## [ACTIVITY]
Once the line containing "assert_eq!(logs.error().as_deref(), Some(COPY_FAILED_MESSAGE));" is found, copy that line and all remaining lines of the records exactly, including the last one, and add nothing.

▼▼▼

/*
[INPUT]:  Cached backend and MCP logs
[OUTPUT]: Merged display records, plain-text exports, clipboard copies
[POS]:    Logs layer - presentation of fetched logs
[UPDATE]: When the combined view or export layout changes
*/

use std::cmp::Reverse;

use chrono::Local;
use serde::Serialize;
use tracing::{info, warn};

use crate::format::{
    McpInfo, extract_mcp_info, format_log_entry, parse_log_timestamp, strip_html_tags,
};
use crate::types::{LogEntry, LogExportSource, LogSource};

use super::fetcher::ServerLogs;

const EXPORT_SEPARATOR_WIDTH: usize = 50;
const COPY_FAILED_MESSAGE: &str = "Failed to copy logs to clipboard";

/// A log entry from either server, ready for display
#[derive(Debug, Clone, PartialEq, Serialize)]
#[serde(rename_all = "camelCase")]
pub struct CombinedLogEntry {
    #[serde(flatten)]
    pub entry: LogEntry,
    pub source: LogSource,
    /// `[BACKEND] <formatted entry>`
    pub display_text: String,
    /// Source badge followed by the formatted entry
    pub html_content: String,
    pub mcp_info: Option<McpInfo>,
}

impl CombinedLogEntry {
    pub fn new(entry: LogEntry, source: LogSource) -> Self {
        let formatted = format_log_entry(&entry);
        let mcp_info = extract_mcp_info(&entry.to_value());

        Self {
            display_text: format!("{} {formatted}", source.tag()),
            html_content: format!(
                r#"<span class="log-source {source}">{}</span> {formatted}"#,
                source.tag()
            ),
            mcp_info,
            source,
            entry,
        }
    }
}

impl ServerLogs {
    /// Both sources merged, newest first.
    ///
    /// Entries whose timestamp does not parse sort after all others, keeping
    /// their relative order.
    pub fn get_combined_logs(&self) -> Vec<CombinedLogEntry> {
        let (backend, mcp) = {
            let state = self.read_state();
            (state.backend_logs.clone(), state.mcp_logs.clone())
        };

        let mut combined: Vec<CombinedLogEntry> = backend
            .into_iter()
            .map(|entry| CombinedLogEntry::new(entry, LogSource::Backend))
            .chain(
                mcp.into_iter()
                    .map(|entry| CombinedLogEntry::new(entry, LogSource::Mcp)),
            )
            .collect();

        combined.sort_by_cached_key(|log| Reverse(parse_log_timestamp(&log.entry.timestamp)));
        combined
    }

    /// Plain-text export with a banner, suitable for pasting into an issue
    pub fn get_formatted_logs_text(&self, source: LogExportSource) -> String {
        let lines: Vec<String> = match source {
            LogExportSource::Backend => self.tagged_plain_lines(LogSource::Backend),
            LogExportSource::Mcp => self.tagged_plain_lines(LogSource::Mcp),
            LogExportSource::All => self
                .get_combined_logs()
                .iter()
                .map(|log| strip_html_tags(&log.display_text))
                .collect(),
        };

        let header = format!(
            "=== LIFX MCP Server Logs ({}) ===\n",
            source.to_string().to_uppercase()
        );
        let generated = format!(
            "Generated: {}\n",
            Local::now().format("%-m/%-d/%Y, %-I:%M:%S %p")
        );
        let separator = format!("{}\n\n", "=".repeat(EXPORT_SEPARATOR_WIDTH));

        format!("{header}{generated}{separator}{}", lines.join("\n\n"))
    }

    /// Copy the export to the clipboard; `false` (and `error` set) on failure
    pub fn copy_logs_to_clipboard(&self, source: LogExportSource) -> bool {
        let text = self.get_formatted_logs_text(source);
        match self.clipboard.copy_to_clipboard(&text) {
            Ok(()) => {
                info!(%source, bytes = text.len(), "logs copied to clipboard");
                true
            }
            Err(err) => {
                warn!(%source, error = %err, "failed to copy logs");
                self.write_state().error = Some(COPY_FAILED_MESSAGE.to_string());
                false
            }
        }
    }

    fn tagged_plain_lines(&self, source: LogSource) -> Vec<String> {
        self.logs(source)
            .iter()
            .map(|log| format!("{} {}", source.tag(), strip_html_tags(&format_log_entry(log))))
            .collect()
    }
}

#[cfg(test)]
mod tests {
    use super::*;
    use std::sync::Arc;

    use serde_json::json;

    use crate::clipboard::MemoryClipboard;
    use crate::http::{BackendClient, BackendConfig};
    use crate::session::SessionTracker;
    use crate::storage::BrowserState;

    fn server_logs(clipboard: Arc<MemoryClipboard>) -> ServerLogs {
        let tracker = SessionTracker::new(BrowserState::in_memory());
        let client = BackendClient::new(tracker, BackendConfig::default())
            .unwrap()
            .into_shared();
        ServerLogs::new(client, clipboard)
    }

    fn seeded(clipboard: Arc<MemoryClipboard>) -> ServerLogs {
        let logs = server_logs(clipboard);
        logs.set_logs(
            LogSource::Backend,
            vec![
                LogEntry::new("2025-07-29T06:08:40.000Z", "info", "backend early"),
                LogEntry::new("not a time", "warn", "backend undated"),
                LogEntry::new("2025-07-29T06:08:44.000Z", "error", "backend late"),
            ],
        );
        logs.set_logs(
            LogSource::Mcp,
            vec![
                LogEntry::new("2025-07-29T06:08:42.000Z", "info", "mcp middle").with_field(
                    "output",
                    json!(r#"{"jsonrpc":"2.0","id":"1","result":{"content":[{"type":"text","text":"{\"message\":\"ok\"}"}]}}"#),
                ),
            ],
        );
        logs
    }

    #[test]
    fn test_combined_logs_sorted_newest_first() {
        let logs = seeded(Arc::new(MemoryClipboard::new()));
        let combined = logs.get_combined_logs();

        let messages: Vec<&str> = combined.iter().map(|l| l.entry.message.as_str()).collect();
        assert_eq!(
            messages,
            vec!["backend late", "mcp middle", "backend early", "backend undated"]
        );
    }

    #[test]
    fn test_combined_logs_tag_sources() {
        let logs = seeded(Arc::new(MemoryClipboard::new()));
        let combined = logs.get_combined_logs();

        let mcp = combined.iter().find(|l| l.source == LogSource::Mcp).unwrap();
        assert!(mcp.display_text.starts_with("[MCP] "));
        assert!(
            mcp.html_content
                .starts_with(r#"<span class="log-source mcp">[MCP]</span> "#)
        );
        let info = mcp.mcp_info.as_ref().unwrap();
        assert_eq!(info.content, json!({"message": "ok"}));
        assert_eq!(info.timestamp, "2025-07-29T06:08:42.000Z");

        let backend = combined.iter().find(|l| l.source == LogSource::Backend).unwrap();
        assert!(backend.mcp_info.is_none());
    }

    #[test]
    fn test_combined_entry_serializes_flat() {
        let entry = CombinedLogEntry::new(
            LogEntry::new("2025-07-29T06:08:42.000Z", "info", "hi"),
            LogSource::Backend,
        );
        let value = serde_json::to_value(&entry).unwrap();
        assert_eq!(value["message"], "hi");
        assert_eq!(value["source"], "backend");
        assert!(value["displayText"].as_str().unwrap().starts_with("[BACKEND]"));
        assert!(value["mcpInfo"].is_null());
    }

    #[test]
    fn test_formatted_text_has_banner_and_no_tags() {
        let logs = seeded(Arc::new(MemoryClipboard::new()));
        let text = logs.get_formatted_logs_text(LogExportSource::All);

        assert!(text.starts_with("=== LIFX MCP Server Logs (ALL) ===\nGenerated: "));
        assert!(text.contains(&format!("{}\n\n", "=".repeat(50))));
        assert!(!text.contains("<span"));
        assert!(text.contains("[BACKEND]"));
        assert!(text.contains("[MCP]"));
    }

    #[test]
    fn test_formatted_text_single_source() {
        let logs = seeded(Arc::new(MemoryClipboard::new()));
        let text = logs.get_formatted_logs_text(LogExportSource::Backend);

        assert!(text.starts_with("=== LIFX MCP Server Logs (BACKEND) ===\n"));
        assert!(!text.contains("[MCP]"));
        let body = text.split(&format!("{}\n\n", "=".repeat(50))).nth(1).unwrap();
        assert_eq!(body.split("\n\n").count(), 3);
        assert!(body.starts_with("[BACKEND] ["));
    }

    #[test]
    fn test_copy_logs_to_clipboard() {
        let clipboard = Arc::new(MemoryClipboard::new());
        let logs = seeded(clipboard.clone());

        assert!(logs.copy_logs_to_clipboard(LogExportSource::Mcp));
        let copied = clipboard.contents().unwrap();
        assert!(copied.starts_with("=== LIFX MCP Server Logs (MCP) ==="));
        assert!(logs.error().is_none());
    }

    #[test]
    fn test_copy_failure_returns_false() {
        let logs = seeded(Arc::new(MemoryClipboard::failing()));

        assert!(!logs.copy_logs_to_clipboard(LogExportSource::All));
        assert_eq!(logs.error().as_deref(), Some(COPY_FAILED_MESSAGE));
    }

    #[test]
    fn test_naive_timestamps_sort_as_displayed() {
        let utc = chrono::DateTime::parse_from_rfc3339("2025-07-29T06:08:42Z").unwrap();
        let an_hour_later = (utc + chrono::Duration::hours(1))
            .with_timezone(&Local)
            .format("%Y-%m-%d %H:%M:%S")
            .to_string();

        let logs = server_logs(Arc::new(MemoryClipboard::new()));
        logs.set_logs(
            LogSource::Backend,
            vec![
                LogEntry::new("2025-07-29T06:08:42Z", "info", "zoned"),
                LogEntry::new(an_hour_later.clone(), "info", "naive"),
            ],
        );

        let combined = logs.get_combined_logs();
        let messages: Vec<&str> = combined.iter().map(|l| l.entry.message.as_str()).collect();
        assert_eq!(messages, vec!["naive", "zoned"]);

        let shown = parse_log_timestamp(&an_hour_later).unwrap();
        assert_eq!(shown.timestamp() - utc.timestamp(), 3600);
    }
}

▲▲▲

## [OUTPUT]
        assert_eq!(logs.error().as_deref(), Some(COPY_FAILED_MESSAGE));
    }

    #[test]
    fn test_naive_timestamps_sort_as_displayed() {
        let utc = chrono::DateTime::parse_from_rfc3339("2025-07-29T06:08:42Z").unwrap();
        let an_hour_later = (utc + chrono::Duration::hours(1))
            .with_timezone(&Local)
            .format("%Y-%m-%d %H:%M:%S")
            .to_string();

        let logs = server_logs(Arc::new(MemoryClipboard::new()));
        logs.set_logs(
            LogSource::Backend,
            vec![
                LogEntry::new("2025-07-29T06:08:42Z", "info", "zoned"),
                LogEntry::new(an_hour_later.clone(), "info", "naive"),
            ],
        );

        let combined = logs.get_combined_logs();
        let messages: Vec<&str> = combined.iter().map(|l| l.entry.message.as_str()).collect();
        assert_eq!(messages, vec!["naive", "zoned"]);

        let shown = parse_log_timestamp(&an_hour_later).unwrap();
        assert_eq!(shown.timestamp() - utc.timestamp(), 3600);
    }
}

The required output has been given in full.